Let's say I have the following pandas dataset:
Column 1 | Column 2 |
---|---|
dog | RE |
dog | RE FX |
cat | RE BA |
mouse | AQ |
mouse | RE FX |
salmon | AQ |
Essentially what I would like to do is group the values in Column 1 and then either keep or delete them based on the values in Column 2. So for example, I want to delete all values in a group in Column 1 if ANY of the corresponding rows in Column 2 are "RE" or "RE BA". Based on the dataset above, the output would be the following:
Column 1 | Column 2 |
---|---|
mouse | AQ |
mouse | RE FX |
salmon | AQ |
I am struggling with this because although I understand how to drop rows based on whether they contain a specific value, I don't understand how to drop entire groups based on whether ANY of the rows in that group contain a specific value. Any help would be greatly appreciated!
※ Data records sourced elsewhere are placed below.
//! Startup orchestration.
//!
//! # Responsibilities
//! - Connect the configured store and bus backends
//! - Build the downstream client and the orchestrator
//! - Start status consumers for alternatives and persisted dependents
//! - Pick a consumer group that survives restarts
//!
//! # Design Decisions
//! - Fail fast: a backend that cannot be reached at startup is fatal
//! - Subsystems initialize in order, not concurrently
//! - Listeners start last (traffic only when ready), see `main.rs`

use std::sync::Arc;
use std::time::Duration;

use thiserror::Error;

use super::{Shutdown, TaskPool};
use crate::broker::redis_streams::StreamOptions;
use crate::broker::{BrokerError, DeliveryPolicy, InMemoryBus, RedisStreamBus, StatusBus};
use crate::config::{BackendKind, CascadeConfig, EndpointPolicy};
use crate::error::CascadeError;
use crate::service::{Collaborators, DownstreamError, HttpDownstream, Orchestrator, OrchestratorSettings};
use crate::store::{InMemoryStore, RedisStore, StateStore, StoreError};

/// Errors that abort startup.
#[derive(Debug, Error)]
pub enum StartupError {
    #[error("{0} backend is redis but no url is configured")]
    MissingUrl(&'static str),

    #[error("failed to connect state store: {0}")]
    Store(#[from] StoreError),

    #[error("failed to connect status bus: {0}")]
    Broker(#[from] BrokerError),

    #[error("failed to build downstream client: {0}")]
    Downstream(#[from] DownstreamError),

    #[error("invalid endpoint configuration: {0}")]
    Policy(#[from] CascadeError),

    #[error("broker.consumer_group is empty and no hostname is available to derive one")]
    NoConsumerGroup,
}

/// Build a ready-to-serve orchestrator from `config`.
pub async fn bootstrap(
    config: &CascadeConfig,
    shutdown: &Shutdown,
) -> Result<Arc<Orchestrator>, StartupError> {
    let policy = EndpointPolicy::from_config(config)?;
    let store = connect_store(config).await?;
    let bus = connect_bus(config).await?;
    let downstream = HttpDownstream::new(
        Duration::from_secs(config.downstream.timeout_secs),
        Duration::from_secs(config.downstream.connect_timeout_secs),
    )?;

    let orchestrator = Arc::new(Orchestrator::new(
        Collaborators {
            store,
            bus,
            downstream: Arc::new(downstream),
        },
        policy,
        OrchestratorSettings::from_config(config),
        TaskPool::new(config.tasks.max_in_flight),
        shutdown.signal(),
    ));

    // Rehydration failure leaves consumers to be started lazily by traffic.
    match orchestrator.warm_up().await {
        Ok(started) => tracing::info!(consumers = started, "Status consumers started"),
        Err(e) => tracing::error!(error = %e, "Failed to rehydrate status consumers"),
    }

    Ok(orchestrator)
}

async fn connect_store(config: &CascadeConfig) -> Result<Arc<dyn StateStore>, StartupError> {
    match config.store.backend {
        BackendKind::Memory => {
            tracing::warn!("Using in-memory state store, breaker status is not shared between instances");
            Ok(Arc::new(InMemoryStore::new()))
        }
        BackendKind::Redis => {
            let url = config.store.url.as_deref().ok_or(StartupError::MissingUrl("store"))?;
            Ok(Arc::new(RedisStore::connect(url).await?))
        }
    }
}

async fn connect_bus(config: &CascadeConfig) -> Result<Arc<dyn StatusBus>, StartupError> {
    let retry_interval = Duration::from_secs(config.broker.retry_interval_secs);
    let delivery = DeliveryPolicy {
        max_backoff_ms: retry_interval.as_millis() as u64,
        ..DeliveryPolicy::default()
    };

    match config.broker.backend {
        BackendKind::Memory => {
            tracing::warn!("Using in-memory status bus, breaker status is not shared between instances");
            Ok(Arc::new(
                InMemoryBus::with_policy(delivery).with_max_len(config.broker.stream_max_len),
            ))
        }
        BackendKind::Redis => {
            let url = config.broker.url.as_deref().ok_or(StartupError::MissingUrl("broker"))?;
            let options = StreamOptions {
                group: consumer_group(&config.broker.consumer_group, hostname().as_deref())?,
                max_len: config.broker.stream_max_len,
                block: Duration::from_millis(config.broker.block_ms),
                retry_interval,
                delivery,
            };
            tracing::info!(group = %options.group, "Joining status streams");
            Ok(Arc::new(RedisStreamBus::connect(url, options).await?))
        }
    }
}

/// The configured group, or one derived from the host name.
///
/// Every instance needs its own group to see every record on a topic, and
/// the same group across restarts to get its unacknowledged records back.
fn consumer_group(configured: &str, host: Option<&str>) -> Result<String, StartupError> {
    let trimmed = configured.trim();
    if !trimmed.is_empty() {
        return Ok(trimmed.to_string());
    }
    match host.map(str::trim).filter(|h| !h.is_empty()) {
        Some(host) => Ok(format!("cascade-breaker-{}", host)),
        None => Err(StartupError::NoConsumerGroup),
    }
}

/// `HOSTNAME`, falling back to `/etc/hostname`.
fn hostname() -> Option<String> {
    std::env::var("HOSTNAME")
        .ok()
        .filter(|h| !h.trim().is_empty())
        .or_else(|| std::fs::read_to_string("/etc/hostname").ok())
        .map(|h| h.trim().to_string())
}
//! Shutdown coordination.

use tokio::sync::watch;

/// Coordinator for graceful shutdown.
///
/// Holds a watch channel that every long-running task observes through a
/// [`ShutdownSignal`]. Late subscribers still see a shutdown that already
/// happened.
#[derive(Debug)]
pub struct Shutdown {
    tx: watch::Sender<bool>,
}

impl Shutdown {
    /// Create a new shutdown coordinator.
    pub fn new() -> Self {
        let (tx, _) = watch::channel(false);
        Self { tx }
    }

    /// A handle that resolves once shutdown is triggered.
    pub fn signal(&self) -> ShutdownSignal {
        ShutdownSignal {
            rx: self.tx.subscribe(),
        }
    }

    /// Trigger the shutdown signal.
    pub fn trigger(&self) {
        self.tx.send_replace(true);
    }

    pub fn is_triggered(&self) -> bool {
        *self.tx.borrow()
    }

    /// Number of live signal handles (tasks still observing).
    pub fn receiver_count(&self) -> usize {
        self.tx.receiver_count()
    }
}

impl Default for Shutdown {
    fn default() -> Self {
        Self::new()
    }
}

/// Cloneable view of the shutdown state.
#[derive(Debug, Clone)]
pub struct ShutdownSignal {
    rx: watch::Receiver<bool>,
}

impl ShutdownSignal {
    /// Wait until shutdown is triggered.
    ///
    /// Also resolves if the coordinator was dropped.
    pub async fn recv(&mut self) {
        let _ = self.rx.wait_for(|triggered| *triggered).await;
    }

    pub fn is_triggered(&self) -> bool {
        *self.rx.borrow()
    }
}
CodePudding user response:
You can try groupby
then filter
out = df.groupby("Column 1").filter(lambda df: ~df['Column 2'].isin(["RE", "RE BA"]).any())
print(out)
Column 1 Column 2
3 mouse AQ
4 mouse RE FX
5 salmon AQ
CodePudding user response:
bools = df.groupby("Column 1").apply(lambda x: ~x["Column 2"].isin(["RE", "RE BA"]).any())
df[bools.loc[df["Column 1"]].reset_index(drop=True)]
# Column 1 Column 2
# 3 mouse AQ
# 4 mouse RE FX
# 5 salmon AQ